Dossier : femmes inspirées, femmes inspirantes
Madeleine Parent
Hommage à une vieille dame indigne
Je l’ai aimée et admirée tout de suite.
C’ est ainsi que je titrais un article paru dans le livre Madeleine Parent, militante, paru en 2003 aux Éditions du remue-ménage sous la direction d’Andrée Lévesque, historienne féministe. De dire d’une dame âgée qu’elle est « indigne » n’a rien de péjoratif à mes yeux, bien au contraire. J’adore les vieilles et vieux turbulents, délinquants, qui ne se gênent pas pour parler et agir en dehors de la pensée dominante. Ils ont tout vu, tant appris, tant vécu que plus rien ne les étonne. Plus rien ne leur fait peur et donc, ils osent dire tout haut ce que plusieurs pensent tout bas.
Madeleine Parent n’est plus. J’ai choisi de parler d’elle parce qu’elle fait partie des femmes qui m’ont le plus inspirée dans ma vie. Après ma mère et avec Léa Roback, une autre femme merveilleuse, féministe et syndicaliste méconnue aujourd’hui. « J’aime Madeleine quand elle a raison et quand elle se trompe, quand elle approuve et quand elle s’indigne. J’aime sa pudeur, ses paroles radicales et sa voix douce, son immense générosité. Je ne peux rien lui refuser… ou alors si rarement », écrivais-je dans le même article.

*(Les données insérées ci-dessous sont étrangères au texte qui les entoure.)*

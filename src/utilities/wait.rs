//! # One-shot waiting for an event.
//!
//! [`EventSpace::wait_for`] and [`EventSpace::wait_for_async`] register a
//! handler that fires once, captures the call's arguments, removes itself
//! from the space and wakes the waiter.
//!
//! ```text
//! waiter ──► register once-handler ──► block / await
//! producer ──► call(event) ──► once-handler: take sink, unregister self, send args
//! waiter ◄── Arguments
//! ```
//!
//! Later calls that still hold the handler in their snapshot see an empty
//! response from it.

use std::sync::{Arc, Mutex, OnceLock, PoisonError};
use std::sync::mpsc::{self, RecvTimeoutError};
use std::time::Duration;

use tokio::sync::oneshot;

use crate::call::Arguments;
use crate::error::EventError;
use crate::handlers::{EventHandler, HandlerHandle};
use crate::space::EventSpace;

impl EventSpace {
    /// Blocks the current thread until `event` is called once; returns the call's arguments.
    ///
    /// `timeout = None` waits forever. Do not call from an async task; use
    /// [`wait_for_async`](Self::wait_for_async) there.
    ///
    /// # Errors
    /// - [`EventError::WaitTimeout`] if the timeout elapsed first.
    /// - [`EventError::HandlerNotFound`] if the waiting handler was removed
    ///   (e.g. by [`clear`](Self::clear)) before the event fired.
    pub fn wait_for(
        &self,
        event: &str,
        timeout: Option<Duration>,
    ) -> Result<Arguments, EventError> {
        let (tx, rx) = mpsc::sync_channel::<Arguments>(1);
        let handle = self.register_once(event, move |args| {
            let _ = tx.send(args);
        });

        let received = match timeout {
            Some(t) => rx.recv_timeout(t),
            None => rx.recv().map_err(|_| RecvTimeoutError::Disconnected),
        };

        match received {
            Ok(args) => Ok(args),
            Err(RecvTimeoutError::Timeout) => {
                match self.expire(&handle, timeout.unwrap_or_default()) {
                    Some(err) => Err(err),
                    None => rx.recv().map_err(|_| not_found(&handle)),
                }
            }
            Err(RecvTimeoutError::Disconnected) => Err(not_found(&handle)),
        }
    }

    /// Waits asynchronously until `event` is called once; returns the call's arguments.
    ///
    /// # Errors
    /// Same as [`wait_for`](Self::wait_for).
    pub async fn wait_for_async(
        &self,
        event: &str,
        timeout: Option<Duration>,
    ) -> Result<Arguments, EventError> {
        let (tx, mut rx) = oneshot::channel::<Arguments>();
        let handle = self.register_once(event, move |args| {
            let _ = tx.send(args);
        });

        let received = match timeout {
            Some(t) => match tokio::time::timeout(t, &mut rx).await {
                Ok(result) => result,
                Err(_) => match self.expire(&handle, t) {
                    Some(err) => return Err(err),
                    None => rx.await,
                },
            },
            None => rx.await,
        };

        received.map_err(|_| not_found(&handle))
    }

    /// Removes a waiting handler whose deadline passed.
    ///
    /// Returns `None` if the handler was already gone: it fired after the
    /// deadline (its sink is sending or done) or was removed by someone else,
    /// so the waiter must drain its channel instead of reporting a timeout.
    fn expire(&self, handle: &HandlerHandle, timeout: Duration) -> Option<EventError> {
        self.unregister(handle).ok()?;
        Some(EventError::WaitTimeout {
            event: Arc::clone(&handle.event),
            timeout,
        })
    }

    /// Registers a handler that passes the first invocation's arguments to `sink`
    /// and unregisters itself.
    ///
    /// Only the returned handle is kept by the caller: dropping the handler
    /// from the registry drops `sink`, which the waiter observes as disconnection.
    fn register_once<S>(&self, event: &str, sink: S) -> HandlerHandle
    where
        S: FnOnce(Arguments) + Send + 'static,
    {
        let sink = Mutex::new(Some(sink));
        let own: Arc<OnceLock<HandlerHandle>> = Arc::new(OnceLock::new());
        let cell = Arc::clone(&own);
        let space = self.downgrade();

        let handler = EventHandler::builder(event)
            .priority(self.config().default_priority)
            .sync(move |_call, args| {
                let taken = sink.lock().unwrap_or_else(PoisonError::into_inner).take();
                if let Some(sink) = taken {
                    if let (Some(space), Some(handle)) = (space.upgrade(), cell.get()) {
                        let _ = space.unregister(handle);
                    }
                    sink(args.clone());
                }
                Ok(None)
            });

        let handle = handler.handle();
        let _ = own.set(handle.clone());
        self.register(&handler);
        handle
    }
}

fn not_found(handle: &HandlerHandle) -> EventError {
    EventError::HandlerNotFound {
        event: Arc::clone(&handle.event),
        priority: handle.priority,
        handler: handle.id,
    }
}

Madeleine Parent fut une infatigable syndicaliste, particulièrement auprès des travailleuses du textile. Elle a été arrêtée plusieurs fois par la police de Duplessis, ce premier ministre autoritaire que certains tentent de réhabiliter aujourd’hui. Pour Duplessis, syndicalisme rimait avec communisme. Madeleine a été accusée de conspiration séditieuse, reconnue coupable en première instance puis acquittée en appel. Avec son mari, Kent Rowley, aussi organisateur syndical, elle a jeté les bases du syndicalisme canadien en opposition aux syndicats internationaux (entendre états-uniens).
Je l’ai connue vers la fin des années 1980, alors que je commençais à travailler et militer activement dans le mouvement des femmes. Je l’ai aimée et admirée tout de suite. Imaginez : une dame d’âge respectable qui pourfend les néolibéraux en n’élevant jamais la voix. Une femme qui pourrait bien se reposer – elle s’approche alors de ses 70 ans –, mais qui continue d’agir en faveur des femmes, des immigréEs, des Autochtones. Une militante qui agit alors au sein du mouvement des femmes canadien et joindra bientôt les rangs de la Fédération des femmes du Québec.
Elle est au premier rang de la marche Du pain et des roses en 1995. Elle participe au virage de la FFQ vers les femmes sans voix. Elle œuvre au rapprochement des groupes de femmes immigrantes et de la FFQ. À cet égard, son apport sera déterminant.
À différents moments, j’ai pu discuter avec elle des combats féministes. Son optimisme était contagieux. Elle me disait : « Tu sais, dans l’histoire, il y a des avancées, des reculs, des moments difficiles et même décourageants. Mais il faut persévérer, car l’humanité avance tout de même. Vois tout le chemin parcouru par les femmes au vingtième siècle ! » Je lui donnais raison. Et aujourd’hui, les jours où l’incertitude et la lassitude surgissent parce que les luttes piétinent ou que les attaques gouvernementales se font brutales, je repense à cette grande dame courageuse et tenace et je me dis que nous n’avons pas le droit de nous laisser aller.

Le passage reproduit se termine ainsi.